Grenzkontrollen doch kein Milliardengrab?
28. Februar 2016Das Bundeswirtschaftsministerium rechnet laut einem Medienbericht auch im Falle dauerhafter Grenzkontrollen nicht mit einer massiven Steigerung der Kosten für die Wirtschaft. Die ökonomischen Auswirkungen dürften insgesamt überschaubar bleiben, zitiert die "Welt am Sonntag" vorab aus einem internen Papier der Behörde. Es sei vom 22. Februar datiert und trage den Titel "Wirtschaftliche Folgen einer Wiedereinführung von systematischen Grenzkontrollen für Deutschland".
Wirtschaftsministerium: "Keine belastbaren Informationen"
Zwar könnte es "Warteschlangen vor Grenzübergängen" und "Auswirkungen auf die Lieferketten" von Unternehmen geben, heißt es darin. Dennoch halte das Ressort von Vizekanzler Sigmar Gabriel Befürchtungen aus der Wirtschaft für unbegründet, dass ein stockender Warenverkehr Kosten in Milliardenhöhe verursachen würde. "Belastbare Informationen" darüber lägen nicht vor.
Warnungen aus der Wirtschaft
Wirtschaftsverbände warnen dagegen vor dauerhaften Grenzkontrollen. So befürchtet der Deutsche Industrie- und Handelskammertag (DIHK), dass der Wirtschaft Kosten in Höhe von zehn Milliarden Euro pro Jahr entstehen könnten. Auch der Präsident des Bundesverbands der Deutschen Industrie, Ulrich Grillo, mahnte, die Kontrollen dürften kein Dauerzustand werden.
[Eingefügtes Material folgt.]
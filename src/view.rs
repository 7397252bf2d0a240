//! View Logic
//!
//! Pure helpers shared by the rendering components: filtering, counters,
//! input normalization, and HTML escaping.

use crate::models::{Filter, Todo};

/// Counters shown under the list, always computed from the unfiltered list
#[derive(Debug, Clone, Copy, PartialEq, Eq)]
pub struct Stats {
    pub total: usize,
    pub completed: usize,
}

/// Apply the active filter, preserving list order
pub fn filtered_todos(todos: &[Todo], filter: Filter) -> Vec<Todo> {
    todos
        .iter()
        .filter(|todo| filter.matches(todo))
        .cloned()
        .collect()
}

/// Count totals over the unfiltered list
pub fn stats(todos: &[Todo]) -> Stats {
    Stats {
        total: todos.len(),
        completed: todos.iter().filter(|todo| todo.completed).count(),
    }
}

/// Trim user input; `None` when nothing is left
pub fn normalize_text(input: &str) -> Option<&str> {
    let trimmed = input.trim();
    if trimmed.is_empty() {
        None
    } else {
        Some(trimmed)
    }
}

/// Escape the five HTML-significant characters before interpolating
/// user-supplied text into markup
pub fn escape_for_display(text: &str) -> String {
    let mut escaped = String::with_capacity(text.len());
    for c in text.chars() {
        match c {
            '&' => escaped.push_str("&amp;"),
            '<' => escaped.push_str("&lt;"),
            '>' => escaped.push_str("&gt;"),
            '"' => escaped.push_str("&quot;"),
            '\'' => escaped.push_str("&#039;"),
            _ => escaped.push(c),
        }
    }
    escaped
}

#[cfg(test)]
mod tests {
    use super::*;

    fn make_todo(id: u32, completed: bool) -> Todo {
        Todo {
            id,
            text: format!("Todo {}", id),
            completed,
        }
    }

    #[test]
    fn test_filter_all_is_identity() {
        let todos = vec![make_todo(1, false), make_todo(2, true)];

        assert_eq!(filtered_todos(&todos, Filter::All), todos);
    }

    #[test]
    fn test_filter_active_keeps_uncompleted_in_order() {
        let todos = vec![
            make_todo(1, false),
            make_todo(2, true),
            make_todo(3, false),
            make_todo(4, true),
        ];

        let visible = filtered_todos(&todos, Filter::Active);

        let ids: Vec<u32> = visible.iter().map(|t| t.id).collect();
        assert_eq!(ids, vec![1, 3]);
        assert!(visible.iter().all(|t| !t.completed));
    }

    #[test]
    fn test_filter_completed_keeps_completed_in_order() {
        let todos = vec![
            make_todo(1, false),
            make_todo(2, true),
            make_todo(3, false),
            make_todo(4, true),
        ];

        let visible = filtered_todos(&todos, Filter::Completed);

        let ids: Vec<u32> = visible.iter().map(|t| t.id).collect();
        assert_eq!(ids, vec![2, 4]);
        assert!(visible.iter().all(|t| t.completed));
    }

    #[test]
    fn test_stats_count_the_unfiltered_list() {
        let todos = vec![
            make_todo(1, false),
            make_todo(2, true),
            make_todo(3, true),
            make_todo(4, false),
        ];

        assert_eq!(
            stats(&todos),
            Stats {
                total: 4,
                completed: 2
            }
        );
    }

    #[test]
    fn test_stats_on_empty_list() {
        assert_eq!(
            stats(&[]),
            Stats {
                total: 0,
                completed: 0
            }
        );
    }

    #[test]
    fn test_normalize_text_rejects_blank_input() {
        assert_eq!(normalize_text(""), None);
        assert_eq!(normalize_text("   "), None);
    }

    #[test]
    fn test_normalize_text_trims() {
        assert_eq!(normalize_text("  Buy milk  "), Some("Buy milk"));
    }

    #[test]
    fn test_escape_replaces_html_significant_chars() {
        assert_eq!(
            escape_for_display(r#"<script>alert("x&y")</script>"#),
            "&lt;script&gt;alert(&quot;x&amp;y&quot;)&lt;/script&gt;"
        );
        assert_eq!(escape_for_display("it's done"), "it&#039;s done");
    }

    #[test]
    fn test_escape_is_identity_without_html_chars() {
        assert_eq!(escape_for_display("Buy milk"), "Buy milk");
        // Idempotent when nothing needs escaping
        assert_eq!(escape_for_display(&escape_for_display("Buy milk")), "Buy milk");
    }
}
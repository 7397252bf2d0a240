//! UI Components
//!
//! Reusable Leptos components.

mod filter_bar;
mod stats_bar;
mod todo_form;
mod todo_list;
mod todo_row;

pub use filter_bar::FilterBar;
pub use stats_bar::StatsBar;
pub use todo_form::TodoForm;
pub use todo_list::TodoList;
pub use todo_row::TodoRow;
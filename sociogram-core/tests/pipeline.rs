// Copyright 2025 Sociogram Contributors
//
// This program is free software: you can redistribute it and/or modify
// it under the terms of the GNU Affero General Public License as published by
// the Free Software Foundation, either version 3 of the License, or
// (at your option) any later version.
//
// This program is distributed in the hope that it will be useful,
// but WITHOUT ANY WARRANTY; without even the implied warranty of
// MERCHANTABILITY or FITNESS FOR A PARTICULAR PURPOSE. See the
// GNU Affero General Public License for more details.
//
// You should have received a copy of the GNU Affero General Public License
// along with this program. If not, see <https://www.gnu.org/licenses/>.

//! End-to-end pipeline tests over realistic raw documents.

use serde_json::json;
use sociogram_core::pipeline::process_bytes;
use sociogram_core::AttrValue;

/// Three tweets: A replies to B, A mentions C and D, B retweets a tweet
/// (present in includes) authored by C. Four interactions, four weighted
/// edges, four nodes.
fn scenario_document() -> serde_json::Value {
    json!({
        "data": [
            {
                "id": "100",
                "author_id": "A",
                "text": "@B you make a fair point",
                "in_reply_to_user_id": "B"
            },
            {
                "id": "101",
                "author_id": "A",
                "text": "shout out to @C and @D",
                "entities": {
                    "mentions": [
                        {"id": "C", "username": "c_user"},
                        {"id": "D", "username": "d_user"}
                    ]
                }
            },
            {
                "id": "102",
                "author_id": "B",
                "text": "RT @C: the original take",
                "referenced_tweets": [{"id": "900", "type": "retweeted"}],
                "entities": {
                    "mentions": [{"id": "C", "username": "c_user"}]
                }
            }
        ],
        "includes": {
            "tweets": [
                {"id": "900", "author_id": "C", "text": "the original take"}
            ],
            "users": [
                {"id": "A", "username": "alice", "name": "Alice"},
                {"id": "B", "username": "bob", "name": "Bob"},
                {"id": "C", "username": "carol", "name": "Carol"}
            ]
        }
    })
}

#[test]
fn end_to_end_scenario() {
    let doc = process_bytes(scenario_document().to_string().as_bytes()).unwrap();

    assert_eq!(doc.elements.nodes.len(), 4);
    assert_eq!(doc.elements.edges.len(), 4);

    // Every edge carries a weight of exactly one raw interaction.
    for edge in &doc.elements.edges {
        assert_eq!(edge.data["weight"], AttrValue::Int(1));
    }

    let edge_types: Vec<&AttrValue> = doc
        .elements
        .edges
        .iter()
        .map(|e| &e.data["type"])
        .collect();
    assert!(edge_types.contains(&&AttrValue::Str("reply".into())));
    assert!(edge_types.contains(&&AttrValue::Str("retweet".into())));
    assert!(edge_types.contains(&&AttrValue::Str("mentions".into())));
}

#[test]
fn labels_resolve_with_fallbacks() {
    let doc = process_bytes(scenario_document().to_string().as_bytes()).unwrap();

    let node = |id: &str| {
        doc.elements
            .nodes
            .iter()
            .find(|n| n.data["id"] == AttrValue::Str(id.into()))
            .unwrap()
    };

    assert_eq!(node("A").data["username"], AttrValue::Str("alice".into()));
    assert_eq!(node("A").data["name"], AttrValue::Str("Alice".into()));
    // D is absent from includes.users: label falls back to the raw id and
    // name to the empty string.
    assert_eq!(node("D").data["label"], AttrValue::Str("D".into()));
    assert_eq!(node("D").data["name"], AttrValue::Str("".into()));
}

#[test]
fn centralities_stay_in_bounds() {
    let doc = process_bytes(scenario_document().to_string().as_bytes()).unwrap();

    for node in &doc.elements.nodes {
        for key in ["in_degree_centrality", "out_degree_centrality"] {
            match &node.data[key] {
                AttrValue::Float(f) => assert!((0.0..=1.0).contains(f), "{key} out of bounds"),
                other => panic!("{key} should be a float, got {other:?}"),
            }
        }
    }
}

#[test]
fn exported_values_are_all_primitive() {
    let doc = process_bytes(scenario_document().to_string().as_bytes()).unwrap();
    let value = serde_json::to_value(&doc).unwrap();

    for collection in ["nodes", "edges"] {
        for element in value["elements"][collection].as_array().unwrap() {
            for v in element["data"].as_object().unwrap().values() {
                assert!(v.is_string() || v.is_number() || v.is_boolean());
            }
        }
    }
}

#[test]
fn raw_retweet_suppression_holds_end_to_end() {
    // Tweet 102 starts with "RT @": its mention of C must not create a
    // mentions edge on top of the retweet edge.
    let doc = process_bytes(scenario_document().to_string().as_bytes()).unwrap();

    let b_to_c: Vec<&AttrValue> = doc
        .elements
        .edges
        .iter()
        .filter(|e| {
            e.data["source"] == AttrValue::Str("B".into())
                && e.data["target"] == AttrValue::Str("C".into())
        })
        .map(|e| &e.data["type"])
        .collect();
    assert_eq!(b_to_c, vec![&AttrValue::Str("retweet".into())]);
}
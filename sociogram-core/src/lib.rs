// Copyright 2025 Sociogram Contributors
//
// This program is free software: you can redistribute it and/or modify
// it under the terms of the GNU Affero General Public License as published by
// the Free Software Foundation, either version 3 of the License, or
// (at your option) any later version.
//
// This program is distributed in the hope that it will be useful,
// but WITHOUT ANY WARRANTY; without even the implied warranty of
// MERCHANTABILITY or FITNESS FOR A PARTICULAR PURPOSE. See the
// GNU Affero General Public License for more details.
//
// You should have received a copy of the GNU Affero General Public License
// along with this program. If not, see <https://www.gnu.org/licenses/>.

//! Sociogram Core
//!
//! Turns a raw social-platform export into a weighted, attributed
//! interaction graph ready for visualization:
//!
//! ```text
//! Raw export → Extraction → Aggregation → Centrality → Communities
//!                                                          ↓
//!                   Cytoscape document ← Export ← Label enrichment
//! ```
//!
//! The whole pipeline is synchronous and request-scoped: every invocation
//! builds its lookup tables and graph from scratch and drops them with the
//! response. [`pipeline::process_bytes`] is the single entry point transport
//! shells should call.

pub mod builder;
pub mod centrality;
pub mod community;
pub mod enrich;
pub mod error;
pub mod export;
pub mod extract;
pub mod graph;
pub mod model;
pub mod pipeline;

pub use builder::{build_graph, EdgePolicy};
pub use centrality::assign_degree_centrality;
pub use community::{
    assign_communities, CommunityDetector, ModularityOptimizer, OptimizerConfig, Partition,
    UndirectedGraph,
};
pub use enrich::enrich_labels;
pub use error::PipelineError;
pub use export::{export_graph, AttrValue, CytoscapeDocument};
pub use extract::extract_interactions;
pub use graph::{ActorId, GraphEdge, InteractionGraph, NodeAttrs};
pub use model::{Interaction, InteractionKind, RawDocument, RawTweet, RawUser, UserLookup};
Anders äußerte sich der Präsident des Mittelstandsverbands Mario Ohoven. "Wir sind unter allen Umständen dafür, dass Deutschland Kriegsflüchtlinge aufnimmt, nicht aber Wirtschaftsflüchtlinge", sagte Ohoven der Deutschen Presse-Agentur. "Wir brauchen Grenzkontrollen."
Studie rechnet mit Wachstumsverlusten
Auch eine vergangene Woche veröffentlichte Studie der Prognos AG, die im Auftrag der Bertelsmann Stiftung durchgeführt wurde, rechnet bei der dauerhaften Rückkehr zu innereuropäischen Grenzkontrollen mit Wachstumsverlusten zwischen 77 und 235 Milliarden Euro allein für Deutschland bis 2025. Grenzkontrollen würden zu massiven Kosten und Preissteigerungen führen, heißt es darin. Schon in einem optimistischen Szenario summierten sich die Einbußen für die EU insgesamt beim Bruttoinlandsprodukt (BIP) innerhalb von zehn Jahren auf rund 470 Milliarden Euro.
Grenzkontrollen bis Mitte Mai
Die Nachfrage aus EU-Ländern, die nicht zum Euroraum gehören, hatte nach Daten des Statistischen Bundesamtes zum Jahresende bereits nachgelassen - ein Grund könnten die vorübergehend Grenzkontrollen sein. Diese hatte die Bundesregierung am 13. September 2015 eingeführt und sie seitdem mehrfach verlängert. Den Schwerpunkt bildet dabei die deutsch-österreichische Grenze. Die Kontrollen sind bis zum 13. Mai dieses Jahres befristet und müssten dann erneut verlängert werden.